И царственно объявил:
— Ваше счастье, что я беру взятки!
Позади прогресса
В середине девяностых я увидел ужаснувшую меня картину. По аэропорту шел хорошо одетый господин и громко говорил, обращаясь в пространство:
— Я в «Шереметьево». Через час лечу во Франкфурт, оттуда в Оттаву…
Никакого собеседника вблизи господина не наблюдалось, и я понял, что это сумасшедший. Всяко же бывает… Вот, думаю, тронулся человек от счастья, что скоро увидит Оттаву!
Бедолага продолжал громко оповещать пространство о своих планах на будущее, и прошло еще полминуты, прежде чем я увидел, что от уха говорящего под пальто тянется проводок.
Человек разговаривал по телефону — только и всего. А я, не подозревающий о существовании гарнитуры, крался за ним с выпученными глазами, готовый звать санитаров.
И кто, спрашивается, сумасшедший?
Язычник
Вот еще похожий случай — и тоже через восприятие собственными глазами.
На тротуаре у Олимпийского проспекта пылилась техника, вещественное доказательство ремонтных работ. Мимо шел человек. Вдруг он остановился, повернулся — и низко поклонился асфальтоукладчику.
И пошел дальше.
Церковь — вдалеке, на взгорке — я увидел только спустя несколько секунд…
Тридцать лет спустя
Вениамин Смехов ждал такси, чтобы ехать на радио «Свобода» — на эфир моей программы «Все свободны». Ну и дождался.
Женский голос в трубке сказал:
— Миледи у подъеда. Можете выходить.
Бывший Атос похолодел.
— Кто?
— Миледи!
— Что?
— Такси приехало! — уже раздраженно пояснила девушка.
«Миледи» — было название фирмы, из которой референтки радио вызывали такси гостям.
Смехов до сих пор уверен, что это я подстроил.
Авторитетное мнение
А с раввином Шаевичем мы разговаривали не в прямом эфире, а под запись, — и, расслабившись, я не уследил за хронометражом.
— Лишнее получилось… — говорю.
— Лишнее можно отрезать, — со знанием дела заметил Шаевич.
Загадка
В коридорах «Свободы» висят рядками фотографии гостей. Компания, разумеется, самая разношерстная, гении вперемешку с подлецами… И на каждом портрете автограф, где поизящнее, где побанальнее.
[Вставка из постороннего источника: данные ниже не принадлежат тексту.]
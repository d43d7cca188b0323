pub mod events;
pub mod fighters;
pub mod home;
pub mod rankings;

use axum::extract::State;
use axum::Json;
use serde::Serialize;

use crate::api::state::AppState;

#[derive(Debug, Serialize)]
pub struct HealthResponse {
    pub status: &'static str,
    pub source: &'static str,
    pub version: &'static str,
}

pub async fn health(State(state): State<AppState>) -> Json<HealthResponse> {
    Json(HealthResponse {
        status: "ok",
        source: state.source.name(),
        version: env!("CARGO_PKG_VERSION"),
    })
}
На фотографии бывшего спикера Ивана Рыбкина его рукой крупно и красиво начертано: «Бороться и искать, найти и не сдаваться…».
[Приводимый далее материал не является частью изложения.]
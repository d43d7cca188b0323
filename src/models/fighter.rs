//! Fighter model.

use serde::{Deserialize, Deserializer, Serialize};

use super::{EntityId, FighterId, WinLossRecord};
use crate::calculate::parse_record;

/// A fighter row from the `fighters` table.
#[derive(Debug, Clone, Default, PartialEq, Serialize, Deserialize)]
pub struct Fighter {
    pub id: FighterId,

    #[serde(default)]
    pub name: String,

    #[serde(default)]
    pub nickname: Option<String>,

    #[serde(default)]
    pub date_of_birth: Option<String>,

    #[serde(default)]
    pub height: Option<String>,

    #[serde(default)]
    pub reach: Option<String>,

    #[serde(default)]
    pub weight_class: Option<String>,

    #[serde(default)]
    pub last_weight_in: Option<String>,

    /// Age as reported by the source (sometimes text, sometimes numeric)
    #[serde(default, deserialize_with = "lenient_string")]
    pub age: Option<String>,

    /// Birthplace
    #[serde(default)]
    pub born: Option<String>,

    /// Country of representation
    #[serde(default)]
    pub country: Option<String>,

    /// Promotion the fighter is signed with (e.g. "UFC")
    #[serde(default)]
    pub organization: Option<String>,

    /// Roster status (e.g. "Champion", "Active")
    #[serde(default)]
    pub status: Option<String>,

    /// Professional record, "W-L-D" with an optional ", N NC" suffix
    #[serde(default, alias = "record")]
    pub pro_mma_record: Option<String>,

    #[serde(default)]
    pub current_mma_streak: Option<String>,

    #[serde(default)]
    pub affiliation: Option<String>,

    #[serde(default)]
    pub head_coach: Option<EntityId>,

    #[serde(default)]
    pub other_coaches: Option<String>,

    #[serde(default)]
    pub last_fight_date: Option<String>,

    #[serde(default)]
    pub next_fight_date: Option<String>,

    #[serde(default, deserialize_with = "lenient_string")]
    pub total_fights: Option<String>,

    #[serde(default)]
    pub tapology_url: Option<String>,

    #[serde(default)]
    pub profile_img_url: Option<String>,

    #[serde(default)]
    pub small_img_url: Option<String>,

    #[serde(flatten)]
    pub stats: StrikingStats,
}

/// Optional striking and grappling counters.
#[derive(Debug, Clone, Copy, Default, PartialEq, Eq, Serialize, Deserialize)]
pub struct StrikingStats {
    #[serde(default, alias = "significantStrikesLanded", deserialize_with = "lenient_count")]
    pub significant_strikes_landed: Option<u32>,

    #[serde(default, alias = "significantStrikesAttempted", deserialize_with = "lenient_count")]
    pub significant_strikes_attempted: Option<u32>,

    /// Pre-computed by the source; preferred over recomputation
    #[serde(default, alias = "significantStrikeAccuracy", deserialize_with = "lenient_count")]
    pub significant_strike_accuracy: Option<u32>,

    #[serde(default, alias = "takedownsLanded", deserialize_with = "lenient_count")]
    pub takedowns_landed: Option<u32>,

    #[serde(default, alias = "takedownsAttempted", deserialize_with = "lenient_count")]
    pub takedowns_attempted: Option<u32>,

    #[serde(default, alias = "takedownAccuracy", deserialize_with = "lenient_count")]
    pub takedown_accuracy: Option<u32>,
}

impl Fighter {
    /// Create a fighter with only identity fields set.
    pub fn new(id: impl Into<FighterId>, name: impl Into<String>) -> Self {
        Self {
            id: id.into(),
            name: name.into(),
            ..Default::default()
        }
    }

    pub fn with_record(mut self, record: &str) -> Self {
        self.pro_mma_record = Some(record.to_string());
        self
    }

    pub fn with_weight_class(mut self, weight_class: &str) -> Self {
        self.weight_class = Some(weight_class.to_string());
        self
    }

    pub fn with_nickname(mut self, nickname: &str) -> Self {
        self.nickname = Some(nickname.to_string());
        self
    }

    pub fn with_country(mut self, country: &str) -> Self {
        self.country = Some(country.to_string());
        self
    }

    pub fn with_organization(mut self, organization: &str) -> Self {
        self.organization = Some(organization.to_string());
        self
    }

    pub fn with_status(mut self, status: &str) -> Self {
        self.status = Some(status.to_string());
        self
    }

    /// Parsed professional record. Missing or malformed input yields 0-0-0.
    pub fn record(&self) -> WinLossRecord {
        parse_record(self.pro_mma_record.as_deref())
    }

    /// Country of representation, falling back to birthplace.
    pub fn country(&self) -> Option<&str> {
        self.country.as_deref().or(self.born.as_deref())
    }

    pub fn weight_class(&self) -> &str {
        self.weight_class.as_deref().unwrap_or("")
    }

}

/// The fighter sub-object embedded in `fights` rows.
#[derive(Debug, Clone, Default, PartialEq, Serialize, Deserialize)]
pub struct FighterSummary {
    pub id: FighterId,

    #[serde(default)]
    pub name: String,

    #[serde(default)]
    pub small_img_url: Option<String>,

    #[serde(default)]
    pub pro_mma_record: Option<String>,

    #[serde(default)]
    pub weight_class: Option<String>,
}

impl From<&Fighter> for FighterSummary {
    fn from(fighter: &Fighter) -> Self {
        Self {
            id: fighter.id.clone(),
            name: fighter.name.clone(),
            small_img_url: fighter.small_img_url.clone(),
            pro_mma_record: fighter.pro_mma_record.clone(),
            weight_class: fighter.weight_class.clone(),
        }
    }
}

/// Accept a string or a number for free-text columns.
pub(crate) fn lenient_string<'de, D>(deserializer: D) -> Result<Option<String>, D::Error>
where
    D: Deserializer<'de>,
{
    let value = Option::<serde_json::Value>::deserialize(deserializer)?;
    Ok(match value {
        Some(serde_json::Value::String(s)) => Some(s),
        Some(serde_json::Value::Number(n)) => Some(n.to_string()),
        _ => None,
    })
}

/// Whole-number counter that tolerates floats (rounded) and numeric text.
/// Negative, oversized or non-numeric values become `None`.
pub(crate) fn lenient_count<'de, D>(deserializer: D) -> Result<Option<u32>, D::Error>
where
    D: Deserializer<'de>,
{
    let value = Option::<serde_json::Value>::deserialize(deserializer)?;
    let number = match value {
        Some(serde_json::Value::Number(n)) => n.as_f64(),
        Some(serde_json::Value::String(s)) => s.trim().parse::<f64>().ok(),
        _ => None,
    };
    Ok(number
        .map(f64::round)
        .filter(|n| n.is_finite() && (0.0..=f64::from(u32::MAX)).contains(n))
        .map(|n| n as u32))
}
…Посреди президентской кампании 2004 года Ивана Петровича нашли в малоадекватном состоянии в Киеве, у какой-то девки, — и еще несколько дней потом он нес многозначительную пургу, пытаясь изображать из себя жертву путинского режима.
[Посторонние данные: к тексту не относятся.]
use std::sync::Arc;

use crate::config::AppConfig;
use crate::source::DataSource;

#[derive(Clone)]
pub struct AppState {
    pub source: Arc<dyn DataSource>,
    pub config: Arc<AppConfig>,
}

impl AppState {
    pub fn new(source: Arc<dyn DataSource>, config: AppConfig) -> Self {
        Self {
            source,
            config: Arc::new(config),
        }
    }
}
И после всего этого — «Бороться и искать, найти и не сдаваться»!
Полярник…
И вот я думаю: это он так тонко пошутил — или просто дурак?
Антитеррор
В дни «Норд-Оста» в прямой эфир «Эха Москвы» позвонил бывший спикер Государственной Думы Хасбулатов. Попросил дать ему возможность обратиться к террористам. Сказал, что попробует их убедить…
Попытка не пытка; Руслана Имрановича вывели по телефону в прямой эфир.
И Руслан Имранович сказал:
— Я как ректор социального университета требую отпустить наших студентов!
На этом антитеррористическая агитация закончилась.
Озадаченная ведущая спросила:
— Погодите! А женщин? А детей?
— Ну и детей, — согласился Хасбулатов.
Хороший вкус
Летом 1997-го глава радиостанции «Эхо Москвы» Алексей Венедиктов сумел залучить в прямой эфир Гейдара Алиева.